Kafka - Data Cleaning Middleware in Python Web Scraping

In Python web scraping architectures, Kafka, as a message queue middleware, is mainly used for data stream transmission and buffering, while data cleaning refers to the process of filtering, transforming, and normalizing crawled raw data. The combination of the two can significantly improve the scalability, stability, and data quality of the scraping system.

The role of Kafka in web scraping can be vividly compared to an “intelligent courier transfer station” in a community, which can be better understood through real-life scenarios:

Imagine there are many residents (equivalent to scraper clusters) in your community, who shop online a lot every day (equivalent to web data to be crawled). These goods come from different merchants (equivalent to different websites) with varying delivery times, package sizes, and types.

Without a transfer station, couriers (scrapers) would have to pile all packages at the community entrance. When residents (data processing systems) come to pick them up, chaos would ensue: fresh food packages might spoil (data becomes invalid), fragile items might get damaged (data loss), and some people might not find their packages (processing confusion).

At this point, Kafka becomes the “intelligent courier transfer station” of the community:

All couriers (scrapers) uniformly deliver packages to the transfer station (Kafka), which has three classified shelves (corresponding to three Topics): fresh food shelf (raw_data_topic, storing newly crawled raw data), sorted shelf (cleaned_data_topic, storing cleaned and standardized data), and problem shelf (error_topic, storing URLs that failed to be crawled and error information).
The transfer station manager (ZooKeeper) records the quantity and location of packages on each shelf to ensure order.
Residents (data processing systems) can pick up packages as needed: those doing fresh food processing (NLP models) only take ingredients from the fresh food shelf; those doing storage organization (ETL tools) only take standardized packages from the sorted shelf; those handling complaints (monitoring systems) specifically check abnormal packages on the problem shelf.
Even if there is a online shopping peak (surge in scraper concurrency) one day, the transfer station can temporarily cache packages, preventing couriers from waiting to unload (avoiding scrapers being blocked due to busy processing systems); if residents are temporarily unavailable (processing system failure), packages can be safely stored on the shelves and picked up when residents return (ensuring no data loss).
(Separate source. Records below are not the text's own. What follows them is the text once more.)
//! Rare-allele removal.
//!
//! A removal pass derives a triple of parallel filter vectors (R, A, G) from
//! the record's INFO `AF` values, compacts every allele-indexed array by
//! them, renormalizes PL, and recomputes GT from the surviving likelihoods.
//! The filter vectors and the `g(a, b)` reverse lookup are owned by the
//! pipeline and reused across records.

use std::fmt::Write;

use crate::{
    error::{Error, Result},
    header::{FieldNumbers, Number},
    record::{
        Column, FormatValue, InfoValue, IntArray, Record, genotype_count, gt_index,
        remove_by_filter,
    },
};

/// Outcome of a removal pass over one record.
#[derive(Clone, Copy, Debug, Eq, PartialEq)]
pub enum Removal {
    /// No allele fell under the threshold; the record was left untouched.
    Unchanged,
    /// Some alleles were removed and all dependent fields rewritten.
    Rewritten,
    /// Every ALT allele fell under the threshold; skip the record.
    Dropped,
}

/// Filter vectors for fields of multiplicity A, R or G, flagging the
/// positions to be removed, plus the reverse lookup of the genotype-index
/// formula. Capacities grow monotonically across records.
#[derive(Debug, Default)]
pub struct FilterCache {
    pub r: Vec<bool>,
    pub a: Vec<bool>,
    pub g: Vec<bool>,
    formula_reverse: Vec<(usize, usize)>,
}

impl FilterCache {
    /// Builds the R vector from INFO `AF`: ALT `i` is flagged iff
    /// `AF[i] < threshold`. REF is never flagged.
    pub fn derive_r_from_af(
        &mut self,
        record: &Record,
        record_no: usize,
        threshold: f32,
    ) -> Result<()> {
        let n_alts = record.n_alts();

        self.r.clear();
        self.r.resize(n_alts + 1, false);

        let Some(value) = record.info_value("AF") else {
            return Err(Error::MissingAf { record: record_no });
        };

        let InfoValue::FloatArray(afs) = value else {
            return Err(Error::AfTypeMismatch { record: record_no });
        };

        if afs.len() != n_alts {
            return Err(Error::AfLengthMismatch {
                record: record_no,
                expected: n_alts,
                actual: afs.len(),
            });
        }

        for (i, &af) in afs.iter().enumerate() {
            if af < threshold {
                self.r[i + 1] = true;
            }
        }

        Ok(())
    }

    /// Derives A and G from R and tops up the formula reverse lookup. Must
    /// run after one of the `derive_r_*` methods.
    pub fn derive_a_g(&mut self, n_alts: usize) {
        self.a.clear();
        self.a.extend_from_slice(&self.r[1..]);

        let gt_size = genotype_count(n_alts);
        self.g.clear();
        self.g.resize(gt_size, false);

        for b in 0..=n_alts {
            for a in 0..=b {
                self.g[gt_index(a, b)] = self.r[a] || self.r[b];
            }
        }

        // The formula inverse does not depend on the record, so the lookup
        // is only extended, never rebuilt.
        if self.formula_reverse.len() < gt_size {
            self.formula_reverse.resize(gt_size, (0, 0));
            for b in 0..=n_alts {
                for a in 0..=b {
                    self.formula_reverse[gt_index(a, b)] = (a, b);
                }
            }
        }
    }

    /// Allele pair `(a, b)` with `g(a, b) == k`.
    pub fn reverse(&self, k: usize) -> (usize, usize) {
        self.formula_reverse[k]
    }
}

fn ones(filter: &[bool]) -> usize {
    filter.iter().filter(|&&flagged| flagged).count()
}

/// Compacts every INFO vector declared A or R by the matching filter.
pub fn update_infos(
    record: &mut Record,
    record_no: usize,
    numbers: &FieldNumbers,
    cache: &FilterCache,
) -> Result<()> {
    for (id, value) in record.info.iter_mut() {
        let filter = match numbers.info(id) {
            Number::A => &cache.a,
            Number::R => &cache.r,
            _ => continue,
        };

        compact_info_value(record_no, id, value, filter)?;
    }

    Ok(())
}

fn compact_info_value(
    record_no: usize,
    id: &str,
    value: &mut InfoValue,
    filter: &[bool],
) -> Result<()> {
    let actual = match value {
        InfoValue::IntegerArray(IntArray::I8(v)) => compact_vector(v, filter),
        InfoValue::IntegerArray(IntArray::I16(v)) => compact_vector(v, filter),
        InfoValue::IntegerArray(IntArray::I32(v)) => compact_vector(v, filter),
        InfoValue::FloatArray(v) => compact_vector(v, filter),
        InfoValue::StringArray(v) => compact_vector(v, filter),
        // Scalars and flags cannot carry allele multiplicity.
        _ => Some(1),
    };

    if let Some(actual) = actual {
        return Err(Error::FieldLengthMismatch {
            record: record_no,
            field: id.to_string(),
            expected: filter.len(),
            actual,
        });
    }

    Ok(())
}

/// Compacts in place; returns the offending length when it disagrees with
/// the filter.
fn compact_vector<T>(vec: &mut Vec<T>, filter: &[bool]) -> Option<usize> {
    if vec.len() != filter.len() {
        return Some(vec.len());
    }

    remove_by_filter(vec, filter);
    None
}

/// Compacts every FORMAT column declared A, R or G; PL columns are
/// additionally renormalized so each sample's minimum is 0.
pub fn update_genotypes(
    record: &mut Record,
    record_no: usize,
    numbers: &FieldNumbers,
    cache: &FilterCache,
) -> Result<()> {
    let n_samples = numbers.n_samples();

    for (id, value) in record.genotypes.iter_mut() {
        let filter = match numbers.format(id) {
            Number::A => &cache.a,
            Number::R => &cache.r,
            Number::G => &cache.g,
            _ => continue,
        };

        match value {
            FormatValue::I8(column) => compact_column(column, filter, n_samples, record_no, id)?,
            FormatValue::I16(column) => compact_column(column, filter, n_samples, record_no, id)?,
            FormatValue::I32(column) => compact_column(column, filter, n_samples, record_no, id)?,
            FormatValue::F32(column) => compact_column(column, filter, n_samples, record_no, id)?,
            FormatValue::Str(_) => {
                return Err(Error::DiploidOrCardinalityMismatch {
                    record: record_no,
                    field: id.clone(),
                });
            }
        }

        if id == "PL" {
            match value {
                FormatValue::I8(column) => renormalize(column),
                FormatValue::I16(column) => renormalize(column),
                FormatValue::I32(column) => renormalize(column),
                FormatValue::F32(column) => renormalize(column),
                FormatValue::Str(_) => unreachable!(),
            }
        }
    }

    Ok(())
}

fn compact_column<T>(
    column: &mut Column<T>,
    filter: &[bool],
    n_samples: usize,
    record_no: usize,
    id: &str,
) -> Result<()> {
    let n_before = filter.len();
    let n_after = n_before - ones(filter);

    if column.flat_len() != n_samples * n_before {
        return Err(Error::DiploidOrCardinalityMismatch {
            record: record_no,
            field: id.to_string(),
        });
    }

    remove_by_filter(column.data_mut(), filter);
    debug_assert_eq!(column.flat_len(), n_samples * n_after);

    column.set_rectangular(n_after);
    Ok(())
}

/// Shifts each sample's values so the row minimum is 0.
fn renormalize<T>(column: &mut Column<T>)
where
    T: Copy + Default + PartialOrd + std::ops::Sub<Output = T>,
{
    for i in 0..column.len() {
        let row = column.row_mut(i);
        let Some(&first) = row.first() else { continue };

        let mut min = first;
        for &value in row.iter() {
            if value < min {
                min = value;
            }
        }

        if min > T::default() {
            for value in row.iter_mut() {
                *value = *value - min;
            }
        }
    }
}

/// Recomputes GT from the post-removal PL values: the genotype with the
/// smallest PL wins (lowest index on ties), and the pair is looked up via
/// the formula reverse cache. Rewritten genotypes are always unphased.
pub fn fix_gt(record: &mut Record, record_no: usize, cache: &FilterCache) -> Result<()> {
    let Some(gt_pos) = record.genotypes.iter().position(|(id, _)| id == "GT") else {
        return Ok(());
    };

    let Some(pl_pos) = record.genotypes.iter().position(|(id, _)| id == "PL") else {
        tracing::warn!(
            record = record_no,
            "no PL field; GT left unchanged after allele removal"
        );
        return Ok(());
    };

    let mut gts = match &mut record.genotypes[gt_pos].1 {
        FormatValue::Str(values) => std::mem::take(values),
        _ => {
            return Err(Error::reader(
                record_no,
                "GT field was not a string column",
            ));
        }
    };

    match &record.genotypes[pl_pos].1 {
        FormatValue::I8(column) => fix_gt_from_pl(column, &mut gts, cache),
        FormatValue::I16(column) => fix_gt_from_pl(column, &mut gts, cache),
        FormatValue::I32(column) => fix_gt_from_pl(column, &mut gts, cache),
        FormatValue::F32(column) => fix_gt_from_pl(column, &mut gts, cache),
        FormatValue::Str(_) => {
            record.genotypes[gt_pos].1 = FormatValue::Str(gts);
            return Err(Error::PlTypeMismatch { record: record_no });
        }
    }

    record.genotypes[gt_pos].1 = FormatValue::Str(gts);
    Ok(())
}

fn fix_gt_from_pl<T>(column: &Column<T>, gts: &mut [String], cache: &FilterCache)
where
    T: Copy + PartialOrd,
{
    for (i, gt) in gts.iter_mut().enumerate().take(column.len()) {
        let row = column.row(i);
        if row.is_empty() {
            continue;
        }

        let mut i_min = 0;
        for (k, &value) in row.iter().enumerate() {
            if value < row[i_min] {
                i_min = k;
            }
        }

        let (a, b) = cache.reverse(i_min);
        gt.clear();
        let _ = write!(gt, "{a}/{b}");
    }
}

/// Compacts `alt` and every A/R/G-indexed field by the already-derived
/// filter vectors, then recomputes GT. Shared by the removal and splitting
/// stages.
pub fn apply_filters(
    record: &mut Record,
    record_no: usize,
    numbers: &FieldNumbers,
    cache: &FilterCache,
) -> Result<()> {
    remove_by_filter(&mut record.alt, &cache.a);
    update_infos(record, record_no, numbers, cache)?;
    update_genotypes(record, record_no, numbers, cache)?;
    fix_gt(record, record_no, cache)
}

/// Removes all ALT alleles with `AF < threshold` from the record,
/// rewriting every dependent array. Returns [`Removal::Dropped`] when no
/// ALT allele survives.
pub fn remove_rare_alleles(
    record: &mut Record,
    record_no: usize,
    numbers: &FieldNumbers,
    threshold: f32,
    cache: &mut FilterCache,
) -> Result<Removal> {
    let n_alts = record.n_alts();

    cache.derive_r_from_af(record, record_no, threshold)?;
    cache.derive_a_g(n_alts);

    tracing::debug!(record = record_no, filter_a = ?cache.a, filter_r = ?cache.r, filter_g = ?cache.g);

    if cache.a.iter().all(|&flagged| flagged) {
        tracing::debug!(
            record = record_no,
            "no remaining alleles; record skipped completely"
        );
        return Ok(Removal::Dropped);
    }

    if !cache.a.iter().any(|&flagged| flagged) {
        return Ok(Removal::Unchanged);
    }

    apply_filters(record, record_no, numbers, cache)?;
    Ok(Removal::Rewritten)
}
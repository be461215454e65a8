//! Core variant-record model.
//!
//! Records flow through the pipeline in a typed, owned representation that is
//! independent of the on-disk format: INFO values and per-sample FORMAT
//! columns are tagged unions, and every per-sample field is stored as a
//! concatenated column (flat data plus a prefix-sum delimiter vector) rather
//! than a vector of vectors.

/// Canonical diploid genotype index for the unordered allele pair `(a, b)`
/// with `a <= b`.
pub fn gt_index(a: usize, b: usize) -> usize {
    debug_assert!(a <= b);
    b * (b + 1) / 2 + a
}

/// Number of diploid genotypes for a record with `n_alts` ALT alleles.
pub fn genotype_count(n_alts: usize) -> usize {
    gt_index(n_alts, n_alts) + 1
}

/// A ragged two-dimensional array in concatenated layout: one flat `data`
/// vector plus a delimiter vector of prefix sums with `delim[0] == 0` and
/// `delim[len()] == data.len()`. Row `i` is `data[delim[i]..delim[i + 1]]`.
#[derive(Clone, Debug, PartialEq)]
pub struct Column<T> {
    data: Vec<T>,
    delim: Vec<usize>,
}

impl<T> Default for Column<T> {
    fn default() -> Self {
        Self::new()
    }
}

impl<T> Column<T> {
    pub fn new() -> Self {
        Self {
            data: Vec::new(),
            delim: vec![0],
        }
    }

    /// Assembles a column from its raw concatenated layout. The delimiter
    /// vector must be a prefix-sum vector bracketing `data`.
    pub fn from_parts(data: Vec<T>, delim: Vec<usize>) -> Self {
        debug_assert!(!delim.is_empty());
        debug_assert_eq!(delim[0], 0);
        debug_assert_eq!(*delim.last().unwrap(), data.len());
        Self { data, delim }
    }

    /// Number of rows.
    pub fn len(&self) -> usize {
        self.delim.len() - 1
    }

    pub fn is_empty(&self) -> bool {
        self.len() == 0
    }

    /// Total number of elements across all rows.
    pub fn flat_len(&self) -> usize {
        self.data.len()
    }

    pub fn row(&self, i: usize) -> &[T] {
        &self.data[self.delim[i]..self.delim[i + 1]]
    }

    pub fn row_mut(&mut self, i: usize) -> &mut [T] {
        let (start, end) = (self.delim[i], self.delim[i + 1]);
        &mut self.data[start..end]
    }

    pub fn rows(&self) -> impl ExactSizeIterator<Item = &[T]> {
        (0..self.len()).map(|i| self.row(i))
    }

    pub fn data(&self) -> &[T] {
        &self.data
    }

    pub fn data_mut(&mut self) -> &mut Vec<T> {
        &mut self.data
    }

    pub fn delim(&self) -> &[usize] {
        &self.delim
    }

    /// Appends a row from an iterator.
    pub fn push_row<I>(&mut self, row: I)
    where
        I: IntoIterator<Item = T>,
    {
        self.data.extend(row);
        self.delim.push(self.data.len());
    }

    /// Logically clears the column without releasing capacity.
    pub fn clear(&mut self) {
        self.data.clear();
        self.delim.clear();
        self.delim.push(0);
    }

    pub fn reserve(&mut self, rows: usize, flat: usize) {
        self.delim.reserve(rows);
        self.data.reserve(flat);
    }

    /// Rewrites the delimiters for a rectangular shape of `len()` rows with
    /// `inner` elements each. The flat data must already have that size.
    pub fn set_rectangular(&mut self, inner: usize) {
        debug_assert_eq!(self.data.len(), (self.delim.len() - 1) * inner);
        for (i, d) in self.delim.iter_mut().enumerate() {
            *d = i * inner;
        }
    }
}

impl<T: Copy + Default> Column<T> {
    /// Clears and resizes to a rectangular `outer x inner` scaffold of
    /// default values, reusing the existing allocation.
    pub fn scaffold(&mut self, outer: usize, inner: usize) {
        self.data.clear();
        self.data.resize(outer * inner, T::default());
        self.delim.clear();
        self.delim.extend((0..=outer).map(|i| i * inner));
        debug_assert_eq!(*self.delim.last().unwrap(), self.data.len());
    }
}

/// Stable removal of the elements whose position modulo `filter.len()` is
/// flagged. The modulo down-maps flat indexes of a concatenated column to
/// inner positions; for a plain vector it is the identity.
pub fn remove_by_filter<T>(vec: &mut Vec<T>, filter: &[bool]) {
    let width = filter.len();
    let mut k = 0;
    vec.retain(|_| {
        let keep = !filter[k % width];
        k += 1;
        keep
    });
}

/// An integer INFO vector, tagged by storage width.
#[derive(Clone, Debug, PartialEq)]
pub enum IntArray {
    I8(Vec<i8>),
    I16(Vec<i16>),
    I32(Vec<i32>),
}

impl IntArray {
    pub fn len(&self) -> usize {
        match self {
            Self::I8(v) => v.len(),
            Self::I16(v) => v.len(),
            Self::I32(v) => v.len(),
        }
    }

    pub fn is_empty(&self) -> bool {
        self.len() == 0
    }
}

/// A typed INFO value.
#[derive(Clone, Debug, PartialEq)]
pub enum InfoValue {
    Flag,
    Integer(i32),
    Float(f32),
    String(String),
    IntegerArray(IntArray),
    FloatArray(Vec<f32>),
    StringArray(Vec<String>),
}

/// A typed per-sample FORMAT column. Numeric fields are concatenated
/// columns; string-valued fields (GT) carry one string per sample.
#[derive(Clone, Debug, PartialEq)]
pub enum FormatValue {
    I8(Column<i8>),
    I16(Column<i16>),
    I32(Column<i32>),
    F32(Column<f32>),
    Str(Vec<String>),
}

impl FormatValue {
    /// Flat element count, across all samples.
    pub fn flat_len(&self) -> usize {
        match self {
            Self::I8(c) => c.flat_len(),
            Self::I16(c) => c.flat_len(),
            Self::I32(c) => c.flat_len(),
            Self::F32(c) => c.flat_len(),
            Self::Str(v) => v.len(),
        }
    }
}

/// A single variant site with typed INFO and FORMAT payloads.
///
/// `info` and `genotypes` are ordered mappings; field order is preserved
/// through the pipeline and on output.
#[derive(Clone, Debug, Default, PartialEq)]
pub struct Record {
    pub chrom: String,
    /// 1-based position.
    pub pos: usize,
    /// `"."` when absent.
    pub id: String,
    pub ref_bases: String,
    pub alt: Vec<String>,
    pub qual: Option<f32>,
    pub filters: Vec<String>,
    pub info: Vec<(String, InfoValue)>,
    pub genotypes: Vec<(String, FormatValue)>,
}

impl Record {
    pub fn n_alts(&self) -> usize {
        self.alt.len()
    }

    pub fn info_value(&self, key: &str) -> Option<&InfoValue> {
        self.info
            .iter()
            .find(|(id, _)| id == key)
            .map(|(_, value)| value)
    }

    pub fn format_value(&self, key: &str) -> Option<&FormatValue> {
        self.genotypes
            .iter()
            .find(|(id, _)| id == key)
            .map(|(_, value)| value)
    }

    pub fn format_value_mut(&mut self, key: &str) -> Option<&mut FormatValue> {
        self.genotypes
            .iter_mut()
            .find(|(id, _)| id == key)
            .map(|(_, value)| value)
    }

    pub fn has_format(&self, key: &str) -> bool {
        self.genotypes.iter().any(|(id, _)| id == key)
    }
}
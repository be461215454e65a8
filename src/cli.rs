use std::path::PathBuf;

use anyhow::Result;
use clap::{Args, Parser, Subcommand};
use tracing_subscriber::{EnvFilter, fmt};

use crate::{
    allele::{self, AlleleConfig},
    binalleles::{self, BinallelesConfig},
    io::OutputType,
};

#[derive(Debug, Parser)]
#[command(
    name = "decovar",
    author,
    version,
    about = "deCODE variant tools: reduce the allele complexity of multi-allelic VCF/BCF records",
    long_about = None
)]
struct Cli {
    #[command(subcommand)]
    command: Command,
}

#[derive(Debug, Subcommand)]
enum Command {
    /// Remove rare alleles, split records by allele length and/or localise
    /// per-sample alleles.
    Allele(AlleleArgs),
    /// Collapse multi-allelic records into biallelic length bins.
    Binalleles(BinallelesArgs),
}

#[derive(Debug, Args)]
struct CommonArgs {
    /// Path to input file or '-' for stdin.
    #[arg(value_name = "INPUT")]
    input: PathBuf,

    /// Path to output file or '-' for stdout.
    #[arg(short = 'o', long = "output", default_value = "-", value_name = "OUTPUT")]
    output: PathBuf,

    /// Output compressed BCF (b), uncompressed BCF (u), compressed VCF (z),
    /// uncompressed VCF (v); or use automatic (a) detection.
    #[arg(short = 'O', long = "output-type", value_enum, default_value_t = OutputType::Auto)]
    output_type: OutputType,

    /// Maximum number of threads to use.
    #[arg(short = '@', long = "threads", default_value_t = default_threads())]
    threads: usize,

    /// Print diagnostics to stderr.
    #[arg(short = 'v', long = "verbose")]
    verbose: bool,
}

#[derive(Debug, Args)]
struct AlleleArgs {
    #[command(flatten)]
    common: CommonArgs,

    /// For multi-allelic records, remove alleles with AF < than threshold.
    /// 0 removes none.
    #[arg(long = "rare-af-thresh", default_value_t = 0.0)]
    rare_af_threshold: f32,

    /// Alleles shorter than this stay in the record; longer ones are moved
    /// into a separate one. 0 disables splitting.
    #[arg(long = "split-by-length", default_value_t = 0)]
    split_by_length: usize,

    /// For multi-allelic records with more than L alleles, transform global
    /// alleles to local alleles. 0 never transforms.
    #[arg(
        short = 'L',
        long = "local-alleles",
        default_value_t = 0,
        value_parser = clap::value_parser!(u8).range(..=127)
    )]
    local_alleles: u8,

    /// Keep the PL and AD fields in addition to LPL and LAD.
    #[arg(long = "keep-global-fields")]
    keep_global_fields: bool,

    /// Also produce LAA (and rename PL/AD) for records that already fit the
    /// budget, so every record carries the same FORMAT fields.
    #[arg(long = "transform-all")]
    transform_all: bool,
}

#[derive(Debug, Args)]
struct BinallelesArgs {
    #[command(flatten)]
    common: CommonArgs,

    /// Activate binning by length.
    #[arg(long = "bin-by-length")]
    bin_by_length: bool,

    /// Also emit records whose cut falls between alleles of the same
    /// length.
    #[arg(long = "same-length-splits")]
    same_length_splits: bool,
}

fn default_threads() -> usize {
    std::thread::available_parallelism()
        .map(|n| n.get().clamp(2, 8))
        .unwrap_or(2)
}

pub fn run() -> Result<()> {
    let cli = Cli::parse();

    match cli.command {
        Command::Allele(args) => {
            init_logging(args.common.verbose);

            if !(0.0..=1.0).contains(&args.rare_af_threshold) {
                anyhow::bail!("--rare-af-thresh must be within [0, 1]");
            }

            let config = AlleleConfig {
                input: args.common.input,
                output: args.common.output,
                output_type: args.common.output_type,
                rare_af_threshold: args.rare_af_threshold,
                split_by_length: args.split_by_length,
                local_alleles: usize::from(args.local_alleles),
                keep_global_fields: args.keep_global_fields,
                transform_all: args.transform_all,
                threads: args.common.threads,
            };

            allele::run(&config)?;
        }
        Command::Binalleles(args) => {
            init_logging(args.common.verbose);

            let config = BinallelesConfig {
                input: args.common.input,
                output: args.common.output,
                output_type: args.common.output_type,
                bin_by_length: args.bin_by_length,
                same_length_splits: args.same_length_splits,
                threads: args.common.threads,
            };

            binalleles::run(&config)?;
        }
    }

    Ok(())
}

fn init_logging(verbose: bool) {
    let directives = if verbose { "decovar=debug" } else { "decovar=warn" };
    let filter = EnvFilter::try_new(directives).unwrap_or_else(|_| EnvFilter::new("warn"));

    // Diagnostics go to stderr; stdout may be carrying the output stream.
    fmt()
        .with_env_filter(filter)
        .with_target(false)
        .with_writer(std::io::stderr)
        .try_init()
        .ok();
}

#[cfg(test)]
mod tests {
    use super::*;

    #[test]
    fn parses_allele_options() {
        let cli = Cli::parse_from([
            "decovar",
            "allele",
            "in.vcf",
            "-o",
            "out.bcf",
            "-O",
            "b",
            "--rare-af-thresh",
            "0.001",
            "--split-by-length",
            "10",
            "-L",
            "3",
            "--keep-global-fields",
        ]);

        let Command::Allele(args) = cli.command else {
            panic!("expected allele subcommand");
        };
        assert_eq!(args.common.input, PathBuf::from("in.vcf"));
        assert_eq!(args.common.output, PathBuf::from("out.bcf"));
        assert_eq!(args.common.output_type, OutputType::Bcf);
        assert_eq!(args.rare_af_threshold, 0.001);
        assert_eq!(args.split_by_length, 10);
        assert_eq!(args.local_alleles, 3);
        assert!(args.keep_global_fields);
        assert!(!args.transform_all);
    }

    #[test]
    fn parses_binalleles_options() {
        let cli = Cli::parse_from(["decovar", "binalleles", "-", "--bin-by-length"]);

        let Command::Binalleles(args) = cli.command else {
            panic!("expected binalleles subcommand");
        };
        assert_eq!(args.common.input, PathBuf::from("-"));
        assert_eq!(args.common.output, PathBuf::from("-"));
        assert!(args.bin_by_length);
        assert!(!args.same_length_splits);
    }

    #[test]
    fn local_alleles_budget_is_capped() {
        let result = Cli::try_parse_from(["decovar", "allele", "in.vcf", "-L", "200"]);
        assert!(result.is_err());
    }
}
The core value of this “intelligent courier transfer station” is to completely decouple the two links of “receiving goods (crawling)” and “using goods (processing)” — couriers don’t need to care who will pick up the goods or when, and residents don’t need to care where the goods come from or how they arrive. Both parties collaborate efficiently through the transfer station, just like Kafka enables scrapers and data processing systems to operate independently yet seamlessly cooperate.

I. Core Roles of Kafka in Web Scraping Architecture

Decoupling Scrapers and Cleaning Logic

Scrapers are responsible for crawling raw data and sending it to Kafka Topics.
Data cleaning services, as independent consumers, read data from Kafka and store it in storage systems after processing.
The two parties have no direct dependencies and can be independently expanded or modified.

Traffic Peaking and Asynchronous Processing

When the crawling speed is faster than the cleaning speed, Kafka can cache a large amount of data to prevent the cleaning service from being overwhelmed.
Scrapers don’t need to wait for cleaning to complete and can continue crawling, improving overall throughput.

Horizontal Scalability

By increasing the number of instances in Kafka Consumer Groups, data can be processed in parallel, improving cleaning efficiency.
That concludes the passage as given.